Sondierungstreffen Grüne und FDP demonstrieren Einigkeit

Grüne und FDP gehen nach ihrer zweiten Gesprächsrunde über eine künftige Bundesregierung mit demonstrativer Einigkeit in die geplanten Treffen mit SPD und Union. Die Parteichefs sprechen von "vertrauensvollem Austausch".

Robert Habeck, Annalena Baerbock, Christian Lindner
Habeck, Baerbock und Lindner nach der zweiten Sondierung Bildrechte: dpa

Grüne und FDP sehen sich nach ihrem zweiten Treffen auf einem guten Weg hin zu einer gemeinsamen Regierung und gehen mit demonstrativer Einigkeit in die geplanten Treffen mit SPD und Union. Die Parteichefs Annalena Baerbock, Robert Habeck und Christian Lindner sprachen nach der dreistündigen Sondierung von einem "vertrauensvollen Austausch" und einer "guten Atmosphäre".

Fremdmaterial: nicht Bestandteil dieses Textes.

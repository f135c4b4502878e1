//! In-memory soft-state repository of remote peers.

use std::collections::BTreeMap;
use std::time::Duration;

use tokio::time::Instant;

use crate::protocol::{PeerState, Snapshot};

#[derive(Debug, Clone)]
struct Entry {
    state: PeerState,
    last_seen: Instant,
}

/// Last known state of every remote session, keyed by composite key.
///
/// Keys are kept ordered so snapshots come out sorted without extra work.
#[derive(Debug, Default)]
pub struct StateRepository {
    entries: BTreeMap<String, Entry>,
}

impl StateRepository {
    pub fn new() -> Self {
        Self::default()
    }

    pub fn len(&self) -> usize {
        self.entries.len()
    }

    pub fn is_empty(&self) -> bool {
        self.entries.is_empty()
    }

    pub fn get(&self, key: &str) -> Option<&PeerState> {
        self.entries.get(key).map(|entry| &entry.state)
    }

    pub fn last_seen(&self, key: &str) -> Option<Instant> {
        self.entries.get(key).map(|entry| entry.last_seen)
    }

    /// Record `state` as seen at `now`.
    ///
    /// The timestamp is always refreshed. Returns `true` only when the
    /// stored value changed (new key, or not deep-equal to the cached one).
    pub fn upsert(&mut self, state: PeerState, now: Instant) -> bool {
        let key = state.key();
        match self.entries.get_mut(&key) {
            Some(entry) => {
                entry.last_seen = now;
                if entry.state == state {
                    false
                } else {
                    entry.state = state;
                    true
                }
            }
            None => {
                self.entries.insert(
                    key,
                    Entry {
                        state,
                        last_seen: now,
                    },
                );
                true
            }
        }
    }

    /// Remove a key. Returns `true` if it was present.
    pub fn remove(&mut self, key: &str) -> bool {
        self.entries.remove(key).is_some()
    }

    /// Evict every entry older than `timeout`, returning the evicted keys.
    pub fn purge_stale(&mut self, now: Instant, timeout: Duration) -> Vec<String> {
        let mut evicted = Vec::new();
        self.entries.retain(|key, entry| {
            let stale = now.saturating_duration_since(entry.last_seen) > timeout;
            if stale {
                evicted.push(key.clone());
            }
            !stale
        });
        evicted
    }

    /// Every cached state, sorted by composite key.
    pub fn snapshot(&self) -> Snapshot {
        self.entries
            .values()
            .map(|entry| entry.state.clone())
            .collect()
    }
}
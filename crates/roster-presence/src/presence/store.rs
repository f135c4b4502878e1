//! Public store handle and the background task that owns presence state.

use std::sync::Arc;

use serde::Serialize;
use serde_json::Value;
use tokio::sync::mpsc;
use tokio::task::JoinHandle;
use tokio::time::{Instant, MissedTickBehavior};
use tracing::{debug, info, warn};

use roster_common::{PresenceError, SessionId};

use crate::channel::Channel;
use crate::protocol::{strip_reserved, Envelope, Payload, PresenceMessage};

use super::multiplexer::{Multiplexer, PresenceStream, SnapshotSink};
use super::repository::StateRepository;
use super::router::{route, Routed};
use super::timer::Deadline;
use super::types::PresenceConfig;

/// Requests from the handle to the store task.
enum Command {
    Report(Payload),
    Attach(SnapshotSink),
    Close,
}

// ---------------------------------------------------------------------------
// Handle
// ---------------------------------------------------------------------------

/// Handle to one presence store.
///
/// Every store owns its own session id, repository, observers and timers,
/// all held by a background task. Dropping the handle closes the store the
/// same way `close` does.
pub struct PresenceStore {
    session: SessionId,
    commands: mpsc::UnboundedSender<Command>,
    task: JoinHandle<()>,
}

impl PresenceStore {
    /// Open a store on `channel`: subscribe, send a roll call, and start
    /// the background task. Must be called inside a tokio runtime.
    ///
    /// Timings below one millisecond are raised to one millisecond.
    pub fn open(channel: Arc<dyn Channel>, config: PresenceConfig) -> Self {
        let session = SessionId::new();
        let clamped = config.clone().clamped();
        if clamped != config {
            warn!(session = %session, "Presence timings below 1ms raised to 1ms");
        }
        let config = clamped;
        let inbound = channel.listen();
        channel.send(PresenceMessage::roll_call(session.as_str()));

        let (commands, command_rx) = mpsc::unbounded_channel();
        let actor = StoreActor {
            session: session.clone(),
            channel,
            config,
            repository: StateRepository::new(),
            my_state: None,
            subscribers: Multiplexer::new(),
            heartbeat: Deadline::new(),
            debounce: Deadline::new(),
        };
        let task = tokio::spawn(actor.run(command_rx, inbound));

        info!(session = %session, "Presence store opened");
        Self {
            session,
            commands,
            task,
        }
    }

    /// This store's session id.
    pub fn session(&self) -> &SessionId {
        &self.session
    }

    /// Replace our own state, broadcast it now and restart the heartbeat.
    pub fn report_my_state(&self, state: Payload) {
        if self.commands.send(Command::Report(state)).is_err() {
            debug!(session = %self.session, "Report dropped: store is closed");
        }
    }

    /// Typed variant of [`report_my_state`](Self::report_my_state).
    ///
    /// `state` must serialize to a JSON object.
    pub fn report<T: Serialize>(&self, state: &T) -> Result<(), PresenceError> {
        let payload = match serde_json::to_value(state) {
            Ok(Value::Object(map)) => map,
            Ok(other) => {
                return Err(PresenceError::InvalidPayload(format!(
                    "expected a JSON object, got {other}"
                )))
            }
            Err(e) => return Err(PresenceError::InvalidPayload(e.to_string())),
        };
        self.commands
            .send(Command::Report(payload))
            .map_err(|_| PresenceError::Closed)
    }

    /// Subscribe to presence snapshots.
    ///
    /// The first snapshot is the current one. It is delivered by the store
    /// task, so it becomes available after that task's next turn rather
    /// than on return; `try_next_snapshot` right after subscribing may
    /// still see nothing. It never waits for the debounce. On a closed
    /// store the stream ends immediately.
    pub fn presence(&self) -> PresenceStream {
        let (sink, stream) = PresenceStream::channel();
        let _ = self.commands.send(Command::Attach(sink));
        stream
    }

    /// Whether the background task has stopped.
    pub fn is_closed(&self) -> bool {
        self.task.is_finished()
    }

    /// Send the disconnect beacon, unsubscribe, cancel all timers and end
    /// every presence stream. Resolves once the store task has finished.
    pub async fn close(self) {
        let Self {
            session,
            commands,
            task,
        } = self;
        let _ = commands.send(Command::Close);
        drop(commands);
        if let Err(e) = task.await {
            warn!(session = %session, error = %e, "Presence store task failed");
        }
    }
}

impl std::fmt::Debug for PresenceStore {
    fn fmt(&self, f: &mut std::fmt::Formatter<'_>) -> std::fmt::Result {
        f.debug_struct("PresenceStore")
            .field("session", &self.session)
            .field("closed", &self.is_closed())
            .finish()
    }
}

// ---------------------------------------------------------------------------
// Store task
// ---------------------------------------------------------------------------

struct StoreActor {
    session: SessionId,
    channel: Arc<dyn Channel>,
    config: PresenceConfig,
    repository: StateRepository,
    my_state: Option<Payload>,
    subscribers: Multiplexer,
    heartbeat: Deadline,
    debounce: Deadline,
}

impl StoreActor {
    async fn run(
        mut self,
        mut commands: mpsc::UnboundedReceiver<Command>,
        mut inbound: mpsc::UnboundedReceiver<Envelope>,
    ) {
        let period = self.config.purge_interval;
        let mut purge = tokio::time::interval_at(Instant::now() + period, period);
        purge.set_missed_tick_behavior(MissedTickBehavior::Delay);

        loop {
            tokio::select! {
                command = commands.recv() => match command {
                    Some(Command::Report(state)) => self.report(state),
                    Some(Command::Attach(sink)) => {
                        self.subscribers.attach(sink, self.repository.snapshot());
                    }
                    Some(Command::Close) | None => break,
                },
                envelope = inbound.recv() => match envelope {
                    Some(envelope) => self.dispatch(envelope),
                    None => {
                        warn!(session = %self.session, "Presence channel closed its inbound stream");
                        break;
                    }
                },
                () = self.heartbeat.elapsed() => self.broadcast_my_state(),
                _ = purge.tick() => self.purge(),
                () = self.debounce.elapsed() => self.notify(),
            }
        }

        self.channel
            .send_beacon(PresenceMessage::disconnect(self.session.as_str()));
        drop(inbound);
        drop(purge);
        self.heartbeat.cancel();
        self.debounce.cancel();
        self.subscribers.close();
        info!(session = %self.session, "Presence store closed");
    }

    fn report(&mut self, state: Payload) {
        self.my_state = Some(strip_reserved(state));
        self.broadcast_my_state();
    }

    /// Send our state and push the next heartbeat a full interval out.
    fn broadcast_my_state(&mut self) {
        let Some(state) = &self.my_state else {
            debug!(session = %self.session, "No local state reported yet, nothing to announce");
            return;
        };
        self.channel
            .send(PresenceMessage::state(self.session.as_str(), state.clone()));
        self.heartbeat.schedule_after(self.config.resend_interval);
    }

    fn dispatch(&mut self, envelope: Envelope) {
        match route(
            &mut self.repository,
            &self.session,
            envelope,
            Instant::now(),
        ) {
            Routed::Changed => self.mark_changed(),
            Routed::RollCall => self.broadcast_my_state(),
            Routed::Refreshed | Routed::Ignored => {}
        }
    }

    fn purge(&mut self) {
        let evicted = self
            .repository
            .purge_stale(Instant::now(), self.config.state_timeout);
        if evicted.is_empty() {
            return;
        }
        for key in &evicted {
            info!(peer = %key, "Evicting stale peer");
        }
        self.mark_changed();
    }

    fn mark_changed(&mut self) {
        self.debounce.schedule_after(self.config.debounce);
    }

    fn notify(&mut self) {
        let snapshot = self.repository.snapshot();
        let delivered = self.subscribers.push(&snapshot);
        debug!(
            peers = snapshot.len(),
            subscribers = delivered,
            "Presence snapshot published"
        );
    }
}
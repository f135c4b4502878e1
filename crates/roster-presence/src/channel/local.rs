//! In-process broadcast hub.
//!
//! Every connection shares one medium. A message sent on one connection is
//! stamped with that connection's identity and handed to every listener of
//! every other connection, and to its own listeners too when loopback is on.

use std::sync::{Arc, Mutex, MutexGuard};

use tokio::sync::mpsc;
use tracing::debug;

use crate::protocol::{Envelope, PresenceMessage};

use super::Channel;

struct Listener {
    connection: u64,
    tx: mpsc::UnboundedSender<Envelope>,
}

#[derive(Default)]
struct HubInner {
    next_connection: u64,
    listeners: Vec<Listener>,
}

/// Shared broadcast medium for peers living in one process.
#[derive(Clone, Default)]
pub struct LocalHub {
    inner: Arc<Mutex<HubInner>>,
    loopback: bool,
}

impl LocalHub {
    pub fn new() -> Self {
        Self::default()
    }

    /// A hub that also echoes every message back to its sender.
    pub fn with_loopback() -> Self {
        Self {
            inner: Arc::default(),
            loopback: true,
        }
    }

    /// Open a connection that sends as `identity`.
    pub fn connect(&self, identity: impl Into<String>) -> LocalChannel {
        let connection = {
            let mut inner = self.lock();
            inner.next_connection += 1;
            inner.next_connection
        };
        LocalChannel {
            hub: self.clone(),
            connection,
            identity: identity.into(),
        }
    }

    /// Number of live listeners across all connections.
    pub fn listener_count(&self) -> usize {
        let mut inner = self.lock();
        inner.listeners.retain(|listener| !listener.tx.is_closed());
        inner.listeners.len()
    }

    fn lock(&self) -> MutexGuard<'_, HubInner> {
        self.inner.lock().unwrap_or_else(|poisoned| poisoned.into_inner())
    }

    fn register(&self, connection: u64) -> mpsc::UnboundedReceiver<Envelope> {
        let (tx, rx) = mpsc::unbounded_channel();
        self.lock().listeners.push(Listener { connection, tx });
        rx
    }

    fn deliver(&self, from: u64, envelope: Envelope) {
        let mut inner = self.lock();
        let loopback = self.loopback;
        inner.listeners.retain(|listener| {
            if listener.connection == from && !loopback {
                return !listener.tx.is_closed();
            }
            listener.tx.send(envelope.clone()).is_ok()
        });
        debug!(
            sender = %envelope.sender,
            kind = envelope.message.kind(),
            listeners = inner.listeners.len(),
            "Hub delivered message"
        );
    }
}

/// One peer's connection to a [`LocalHub`].
pub struct LocalChannel {
    hub: LocalHub,
    connection: u64,
    identity: String,
}

impl LocalChannel {
    pub fn identity(&self) -> &str {
        &self.identity
    }
}

impl Channel for LocalChannel {
    fn send(&self, message: PresenceMessage) {
        self.hub
            .deliver(self.connection, Envelope::new(self.identity.clone(), message));
    }

    fn send_beacon(&self, message: PresenceMessage) {
        self.send(message);
    }

    fn listen(&self) -> mpsc::UnboundedReceiver<Envelope> {
        self.hub.register(self.connection)
    }
}
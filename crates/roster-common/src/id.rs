use serde::{Deserialize, Serialize};
use std::fmt;

pub fn new_id() -> String {
    uuid::Uuid::new_v4().to_string()
}

/// Identifier of one connected instance of an identity.
///
/// Generated once per presence store. Uniqueness across concurrently live
/// peers rests on the 122 random bits of a v4 UUID; collisions are not
/// detected.
#[derive(Debug, Clone, PartialEq, Eq, Hash, Serialize, Deserialize)]
#[serde(transparent)]
pub struct SessionId(String);

impl SessionId {
    pub fn new() -> Self {
        Self(new_id())
    }

    pub fn as_str(&self) -> &str {
        &self.0
    }
}

impl Default for SessionId {
    fn default() -> Self {
        Self::new()
    }
}

impl fmt::Display for SessionId {
    fn fmt(&self, f: &mut fmt::Formatter<'_>) -> fmt::Result {
        write!(f, "{}", self.0)
    }
}

impl PartialEq<str> for SessionId {
    fn eq(&self, other: &str) -> bool {
        self.0 == other
    }
}

impl From<SessionId> for String {
    fn from(id: SessionId) -> Self {
        id.0
    }
}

"Aufbruch" und "historischer Moment"

FDP-Chef Lindner sagte: "Wir fühlen uns gemeinsam beauftragt, in Deutschland einen neuen Aufbruch zu organisieren" und betonte, beide Parteien wollten das Trennende etwa in der Klimapolitik oder bei den Finanzen überwinden und Brücken finden.

Grünen-Chefin Baerbock sprach von einem "historischen Moment". Es gehe darum, ein neues Bündnis zu schaffen, das für einen Aufbruch und eine wirkliche Erneuerung sorgen solle. Der Grünen-Co-Vorsitzende Habeck meinte, beide Parteien stünden für Veränderungen, aber nicht notwendigerweise für die gleichen. Wichtig sei jetzt, einen gemeinsamen Ansatz zu finden.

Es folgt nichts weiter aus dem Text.